How to Calm Today’s Nuclear Hysteria

Vladimir Dvorkin, Chairman of the Organizing Committee, International Luxembourg Forum; Principal Researcher at the Center for International Security, IMEMO RAS

It’s practically impossible to overlook the recent drumbeat of inflammatory Russian and Western statements about nuclear policy. In June 2015, when Russian President Vladimir Putin played up a long-planned deployment of 40 new intercontinental ballistic missiles, he drew an immediate reaction from NATO Secretary General Jens Stoltenberg, who said, “This nuclear sabre rattling of Russia is unjustified. It’s destabilizing and it’s dangerous.”

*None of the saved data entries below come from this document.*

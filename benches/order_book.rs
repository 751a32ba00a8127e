//! benches/order_book.rs
//! Run with:  cargo bench --bench order_book
//! HTML:      target/criterion/report/index.html

use cloud_market::{
    AssignmentId, Commodity, Direction, IdGenerator, Order, OrderBook, OrderRequest,
};
use criterion::{BatchSize, BenchmarkId, Criterion, Throughput, criterion_group, criterion_main};
use rand::rngs::StdRng;
use rand::{Rng, SeedableRng};
use std::hint::black_box;
use std::sync::Arc;

// ────────────────────────────────────────────────────────────────────────────
//  Parameter grids
// ────────────────────────────────────────────────────────────────────────────
const BOOK_SIZES: &[usize] = &[10_000, 50_000, 100_000];
const SWEEP_VOLUMES: &[u64] = &[1_000, 25_000, 100_000];

fn order(ids: &IdGenerator, owner: usize, direction: Direction, price: f64, volume: u64, t: u64) -> Order {
    Order::new(
        ids.next_order_id(),
        OrderRequest {
            owner,
            assignment: AssignmentId(0),
            commodity: Commodity::new("small"),
            direction,
            price,
            volume,
            timestamp: t,
        },
    )
    .expect("valid bench order")
}

/// Build a fresh book with `n_orders` resting sells.
/// Prices cycle over ten levels 1.00..1.09; volumes random 1–256.
fn setup_book(n_orders: usize) -> (OrderBook, Arc<IdGenerator>) {
    let mut rng = StdRng::seed_from_u64(42);
    let ids = Arc::new(IdGenerator::new());
    let mut book = OrderBook::new(Commodity::new("small"), ids.clone());

    for i in 0..n_orders as u64 {
        let price = 1.0 + (i % 10) as f64 / 100.0;
        let volume = rng.gen_range(1..=256);
        book.add_order(order(&ids, (i % 10) as usize, Direction::Sell, price, volume, i));
    }
    book.drain_events();

    (book, ids)
}

pub fn bench_sweep(c: &mut Criterion) {
    let mut group = c.benchmark_group("order_matching_scaling");

    for &n in BOOK_SIZES {
        group.throughput(Throughput::Elements(n as u64));

        for &sweep in SWEEP_VOLUMES {
            let id = BenchmarkId::from_parameter(format!("book_{}_sweep_{}", n, sweep));
            group.bench_function(id, |b| {
                b.iter_batched(
                    || setup_book(n),
                    |(mut book, ids)| {
                        // a buy priced through every level
                        let taker = order(&ids, 999, Direction::Buy, 2.0, sweep, u64::MAX);
                        let trades = book.add_order(black_box(taker));
                        black_box(trades);
                    },
                    BatchSize::LargeInput,
                )
            });
        }
    }

    group.finish();
}

/// Random two-sided flow around a mid price, as produced by a busy market.
pub fn bench_mixed_flow(c: &mut Criterion) {
    let mut group = c.benchmark_group("mixed_flow");
    for &n in &[1_000usize, 10_000] {
        group.throughput(Throughput::Elements(n as u64));
        group.bench_with_input(BenchmarkId::from_parameter(n), &n, |b, &n| {
            b.iter_batched(
                || {
                    let ids = Arc::new(IdGenerator::new());
                    let mut rng = StdRng::seed_from_u64(7);
                    let orders: Vec<Order> = (0..n as u64)
                        .map(|t| {
                            let direction = if rng.gen_bool(0.5) { Direction::Buy } else { Direction::Sell };
                            let price = rng.gen_range(0.05..0.15);
                            order(&ids, (t % 20) as usize, direction, price, rng.gen_range(1..=5), t)
                        })
                        .collect();
                    (OrderBook::new(Commodity::new("small"), ids), orders)
                },
                |(mut book, orders)| {
                    for o in orders {
                        black_box(book.add_order(o));
                    }
                    black_box(book.drain_events());
                },
                BatchSize::LargeInput,
            )
        });
    }
    group.finish();
}

criterion_group!(benches, bench_sweep, bench_mixed_flow);
criterion_main!(benches);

The war of words has embroiled Russia’s ambassador to Denmark, who maladroitly asserted that if Copenhagen joined a U.S.-led missile defense system, Danish warships would become targets for Russian nuclear missiles. And it has even drawn in U.S. Secretary of Defense Ashton Carter, who has made pointed statements about possible U.S. responses to alleged Russian cheating on the Intermediate-Range Nuclear Forces (INF) Treaty. In a follow-up to his Senate confirmation hearing in February 2015, the Pentagon chief wrote, “The range of options we should look at from the Defense Department could include active defenses to counter intermediate-range ground-launched cruise missiles; counterforce capabilities to prevent intermediate-range ground-launched cruise missile attacks; and countervailing strike capabilities to enhance U.S. or allied forces.” Carter’s bottom line was crisp yet ominous: “U.S. responses must make clear to Russia that if it does not return to compliance our responses will make them less secure than they are today.”

Against the backdrop of a sharp deterioration in U.S.-Russian relations, finding a way to moderate current nuclear tensions is a tall order.